++++ PROVIDED ENTRIES

//! Row component for a single bookmark.
//!
//! DESIGN
//! ======
//! Deletion is immediate: no confirmation dialog and no undo. The row is not
//! removed optimistically; the list refreshes on the next change
//! notification.

use leptos::prelude::*;

use crate::net::types::Bookmark;

/// One bookmark row: address, title, and its delete affordance.
#[component]
pub fn BookmarkCard(bookmark: Bookmark, on_delete: Callback<String>) -> impl IntoView {
    let id = bookmark.id.clone();

    view! {
        <div class="bookmark-card">
            <div class="bookmark-card__text">
                <a class="bookmark-card__url" href=bookmark.url.clone() rel="noreferrer">
                    {bookmark.url.clone()}
                </a>
                <p class="bookmark-card__title">{bookmark.title.clone()}</p>
            </div>
            <button
                class="btn bookmark-card__delete"
                on:click=move |_| on_delete.run(id.clone())
                title="Delete bookmark"
                aria-label="Delete bookmark"
            >
                "Delete"
            </button>
        </div>
    }
}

++++++++

» **WHAT YOU WILL DO**
Return each line from the records that includes the word "clone".

» **ANSWER TO THE PROBLEM**
    let id = bookmark.id.clone();
                <a class="bookmark-card__url" href=bookmark.url.clone() rel="noreferrer">
                    {bookmark.url.clone()}
                <p class="bookmark-card__title">{bookmark.title.clone()}</p>
                on:click=move |_| on_delete.run(id.clone())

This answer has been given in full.